The size of the craniectomy has also been associated with a higher risk of postoperative hydrocephalus3,10). However, the result of this study showed no difference in the size of craniectomy between groups with and without postoperative hydrocephalus. We assume that previous studies might include patients with a large amount of SDH in the case of large-sized craniectomy. On the other hands, the ratio of craniectomy area to the maximal thickness of SDH and ML shift (craniectomy area/SDH thickness and craniectomy area/ML shift) were significantly lower in the group with postoperative hydrocephalus compared to that without postoperative hydrocephalus, which means SDH thickness and ML shift are more affective variables. In the case of large amount of SDH with significant ML shift, inadequately small sized craniectomy may increase the risk of brain strangulation that can lead to venous infarction. Therefore, we suggest in this study that amount of SDH and the extent of ML shift should be considered prior to the size of craniectomy for the postoperative prognosis and the size and the medial margin of the craniectomy or the size of craniectomy do not need to be limited when there is a large amount of SDH and a large extent of ML shift.
To our knowledge, the present study is the first study to quantitatively analyze the measurable variables on CT scans to show the association of both M shift and the thickness of SDH with the occurrence of postoperative hydrocephalus and we only evaluated the case of unilateral craniectomy in patients with acute traumatic SDH to make the study group more homogeneous than those of previous studies. Thus, in the case of traumatic brain injury, results and analyses of this study may more reliably predict hydrocephalus in cases of unilateral craniectomy.
Cases of postoperative subdural effusion or hygroma were excluded from further analysis in our study, because subdural CSF collection often resolves with conservative management or during cranioplasty procedures, and less commonly causes the manifestation of neurologic deterioration than doeshydrocephalus17).
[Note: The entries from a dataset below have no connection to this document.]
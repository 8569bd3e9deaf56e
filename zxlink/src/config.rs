//! Tunables for the transport, the executor and the raw REPL.
//!
//! Every struct deserializes with `#[serde(default)]`, so a JSON file
//! only needs the fields it overrides. Durations are integer milliseconds.

use std::time::Duration;

use serde::{Deserialize, Serialize};

/// Top-level configuration.
#[derive(Debug, Clone, Default, PartialEq, Eq, Serialize, Deserialize)]
#[serde(default)]
#[non_exhaustive]
pub struct Config {
    /// Transport settings.
    pub transport: TransportConfig,
    /// Executor and REPL settings.
    pub executor: ExecutorConfig,
}

impl Config {
    /// Parses a JSON configuration document.
    pub fn from_json(text: &str) -> serde_json::Result<Self> {
        serde_json::from_str(text)
    }
}

/// Transport settings.
#[derive(Debug, Clone, PartialEq, Eq, Serialize, Deserialize)]
#[serde(default)]
#[non_exhaustive]
pub struct TransportConfig {
    /// Write block size in bytes.
    pub block_size: usize,
    /// Traffic log capacity in characters.
    pub log_capacity: usize,
    /// Quiescence window after connect during which input is discarded.
    #[serde(with = "millis", rename = "settle_ms")]
    pub settle: Duration,
}

impl Default for TransportConfig {
    fn default() -> Self {
        Self {
            block_size: 128,
            log_capacity: 32 * 1024,
            settle: Duration::from_millis(500),
        }
    }
}

/// Executor settings.
#[derive(Debug, Clone, PartialEq, Eq, Serialize, Deserialize)]
#[serde(default)]
#[non_exhaustive]
pub struct ExecutorConfig {
    /// How long a state probe listens for a reply.
    #[serde(with = "millis", rename = "probe_ms")]
    pub probe: Duration,
    /// Pause between state probes while waiting for a reboot.
    #[serde(with = "millis", rename = "poll_ms")]
    pub poll: Duration,
    /// Total time a reboot may take to reach the running firmware.
    #[serde(with = "millis", rename = "reset_window_ms")]
    pub reset_window: Duration,
    /// Commands with a longer timeout emit busy notifications.
    #[serde(with = "millis", rename = "busy_threshold_ms")]
    pub busy_threshold: Duration,
    /// Timeout used when a caller has no better one.
    #[serde(with = "millis", rename = "command_timeout_ms")]
    pub command_timeout: Duration,
    /// Raw REPL settings.
    pub repl: ReplConfig,
}

/// Seconds a reboot may take before the executor gives up.
pub const RESET_SECONDS: u64 = 10;

impl Default for ExecutorConfig {
    fn default() -> Self {
        Self {
            probe: Duration::from_millis(100),
            poll: Duration::from_millis(500),
            reset_window: Duration::from_secs(RESET_SECONDS),
            busy_threshold: Duration::from_millis(500),
            command_timeout: Duration::from_millis(5000),
            repl: ReplConfig::default(),
        }
    }
}

/// Raw REPL timeouts.
#[derive(Debug, Clone, Copy, PartialEq, Eq, Serialize, Deserialize)]
#[serde(default)]
#[non_exhaustive]
pub struct ReplConfig {
    /// Wait for the raw REPL banner.
    #[serde(with = "millis", rename = "entry_ms")]
    pub entry: Duration,
    /// Wait for the prompt after a null command or reset.
    #[serde(with = "millis", rename = "prompt_ms")]
    pub prompt: Duration,
    /// Wait for `OK` after a submission.
    #[serde(with = "millis", rename = "acknowledge_ms")]
    pub acknowledge: Duration,
    /// Wait for the end of a program's stdout.
    #[serde(with = "millis", rename = "output_ms")]
    pub output: Duration,
    /// Wait for the end of a program's exception text.
    #[serde(with = "millis", rename = "command_end_ms")]
    pub command_end: Duration,
    /// Short pause after mode switches.
    #[serde(with = "millis", rename = "pause_ms")]
    pub pause: Duration,
}

impl Default for ReplConfig {
    fn default() -> Self {
        Self {
            entry: Duration::from_millis(1000),
            prompt: Duration::from_millis(1000),
            acknowledge: Duration::from_millis(1000),
            output: Duration::from_millis(800),
            command_end: Duration::from_millis(100),
            pause: Duration::from_millis(10),
        }
    }
}

/// `Duration` as integer milliseconds.
mod millis {
    use std::time::Duration;

    use serde::{Deserialize, Deserializer, Serializer};

    #[allow(clippy::cast_possible_truncation)]
    pub(super) fn serialize<S: Serializer>(d: &Duration, s: S) -> Result<S::Ok, S::Error> {
        s.serialize_u64(d.as_millis() as u64)
    }

    pub(super) fn deserialize<'de, D: Deserializer<'de>>(d: D) -> Result<Duration, D::Error> {
        u64::deserialize(d).map(Duration::from_millis)
    }
}
impl State {
    fn feed(&mut self, b: u8, setup: &FakeDevice) -> Step {
        match self.mode {
            Mode::Booting => Step::Nothing,
            Mode::Running => match b {
                0x03 => {
                    self.line.clear();
                    self.mode = Mode::Repl;
                    Step::Reply(format!("Traceback (most recent call last):\r\nKeyboardInterrupt: {PROMPT}"))
                }
                b'\r' => {
                    let line = String::from_utf8_lossy(&std::mem::take(&mut self.line)).into_owned();
                    Step::Command(line)
                }
                b'\n' => Step::Nothing,
                _ => {
                    self.line.push(b);
                    Step::Nothing
                }
            },
            Mode::Repl => match b {
                0x01 => {
                    self.raw.clear();
                    self.mode = Mode::Raw;
                    Step::Reply(BANNER.to_owned())
                }
                0x02 | 0x03 | b'\r' => {
                    self.line.clear();
                    Step::Reply(PROMPT.to_owned())
                }
                0x04 if self.line.is_empty() => {
                    self.mode = Mode::Booting;
                    self.reboots += 1;
                    Step::Reboot("MPY: soft reboot\r\n".to_owned())
                }
                0x04 => Step::Nothing,
                _ => {
                    self.line.push(b);
                    Step::Reply(char::from(b).to_string())
                }
            },
            Mode::Raw => match b {
                0x01 => {
                    self.raw.clear();
                    Step::Reply(BANNER.to_owned())
                }
                0x02 => {
                    self.line.clear();
                    self.mode = Mode::Repl;
                    Step::Reply(PROMPT.to_owned())
                }
                0x03 => {
                    self.raw.clear();
                    Step::Nothing
                }
                0x04 if self.raw.is_empty() => {
                    Step::Reply(format!("OK\r\nMPY: soft reboot\r\n{BANNER}"))
                }
                0x04 => {
                    let program = String::from_utf8_lossy(&std::mem::take(&mut self.raw)).into_owned();
                    let (stdout, exception) = self.exec(&program, setup);
                    Step::Reply(format!("OK{stdout}\x04{exception}\x04>"))
                }
                _ => {
                    self.raw.push(b);
                    Step::Nothing
                }
            },
        }
    }

    /// Runs one raw REPL program, returning stdout and exception text.
    fn exec(&mut self, program: &str, setup: &FakeDevice) -> (String, String) {
        if program.trim().is_empty() {
            return (String::new(), String::new());
        }
        self.programs.push(program.to_owned());
        let result = self.interpret(program, setup);
        if let Some(watch) = &self.watch {
            let snapshot = self.files.get(watch).cloned();
            self.snapshots.push(snapshot);
        }
        result
    }

    fn interpret(&mut self, program: &str, setup: &FakeDevice) -> (String, String) {
        let lines: Vec<&str> = program.split(['\r', '\n']).map(str::trim).collect();

        if program.contains("def rd(") {
            if let Some(call) = lines.iter().find(|l| l.starts_with("rd(")) {
                let args = strings(call);
                let keep: Vec<String> = args[1..].iter().map(|a| text(a)).collect();
                self.remove_tree(&text(&args[0]), &keep);
            }
            return (String::new(), String::new());
        }
        if program.contains("'rb') as f:") {
            let line = lines.iter().find(|l| l.starts_with("with open(")).expect("open line");
            let path = text(&strings(line)[0]);
            return match self.files.get(&path) {
                Some(data) => (hex::encode(data), String::new()),
                None => (String::new(), traceback("OSError: [Errno 2] ENOENT")),
            };
        }
        if program.contains("import network") {
            let answer = if setup.network { "True" } else { "False" };
            return (format!("{answer}\r\n"), String::new());
        }

        let mut stdout = String::new();
        for line in lines {
            if let Some(rest) = line.strip_prefix("try: os.mkdir(") {
                let dir = text(&strings(rest)[0]);
                if !dir.is_empty() {
                    self.dirs.insert(dir);
                }
            } else if line.starts_with("f=open(") {
                let path = text(&strings(line)[0]);
                self.files.insert(path.clone(), Vec::new());
                self.open = Some(path);
            } else if let Some(rest) = line.strip_prefix("wb(b") {
                let data = strings(rest).remove(0);
                self.append(&data);
            } else if let Some(rest) = line.strip_prefix("wh(") {
                let data = hex::decode(strings(rest).remove(0)).expect("hex chunk");
                self.append(&data);
            } else if line == "c()" {
                self.open = None;
            } else if let Some(rest) = line.strip_prefix("try: os.remove(") {
                self.files.remove(&text(&strings(rest)[0]));
            } else if let Some(rest) = line.strip_prefix("os.rename(") {
                let args = strings(rest);
                match self.files.remove(&text(&args[0])) {
                    Some(data) => {
                        self.files.insert(text(&args[1]), data);
                    }
                    None => return (stdout, traceback("OSError: [Errno 2] ENOENT")),
                }
            } else if let Some(rest) = line.strip_prefix("raise ") {
                let name = rest.split('(').next().unwrap_or(rest);
                let message = strings(rest).first().map(|m| text(m)).unwrap_or_default();
                return (stdout, traceback(&format!("{name}: {message}")));
            } else if let Some(rest) = line.strip_prefix("print(") {
                if let Some(arg) = strings(rest).first() {
                    stdout.push_str(&text(arg));
                    stdout.push_str("\r\n");
                }
            }
        }
        (stdout, String::new())
    }

    fn append(&mut self, data: &[u8]) {
        let path = self.open.clone().expect("file open");
        self.files.get_mut(&path).expect("open file exists").extend_from_slice(data);
    }

    /// Deletes files under `root` whose path has no component in `keep`,
    /// then every such directory left empty.
    fn remove_tree(&mut self, root: &str, keep: &[String]) {
        let prefix = format!("{}/", root.trim_end_matches('/'));
        let kept = |rel: &str| rel.split('/').any(|c| keep.iter().any(|k| k == c));

        self.files
            .retain(|path, _| path.strip_prefix(&prefix).is_none_or(kept));

        let mut dirs: Vec<String> = self
            .dirs
            .iter()
            .filter(|d| d.strip_prefix(&prefix).is_some_and(|rel| !kept(rel)))
            .cloned()
            .collect();
        dirs.sort_by_key(|d| std::cmp::Reverse(d.matches('/').count()));
        for dir in dirs {
            let inner = format!("{dir}/");
            let occupied = self.files.keys().any(|f| f.starts_with(&inner))
                || self.dirs.iter().any(|d| d.starts_with(&inner));
            if !occupied {
                self.dirs.remove(&dir);
            }
        }
    }
}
There were several limitations to this study. First, due to the limited number of patients with acute traumatic SDH, relatively few cases of postoperative hydrocephalus were analyzed, which limits the power to identify risk factors for the development of hydrocephalus. Second, this was a retrospective study based on radiological findings that has a limitation of evaluating whether patients needed shunt operation for CSF diversion. Therefore, future research should focus on recruiting more cases, and should implement long-term follow-up and a more thorough review of patients in a prospective manner.
The occurrence of postoperative hydrocephalus in patients with acute traumatic SDH is affected by the initial amount of SDH and the extent of the ML shift. The medial margin of craniectomy, however, was not associated with postoperative hydrocephalus. Therefore, there seems to be no need to limit the size of craniectomy when there is large amount of SDH accompanied with ML shift. Close follow-up should be necessary for the patients with risk factors for the development of hydrocephalus compatible with radiological study.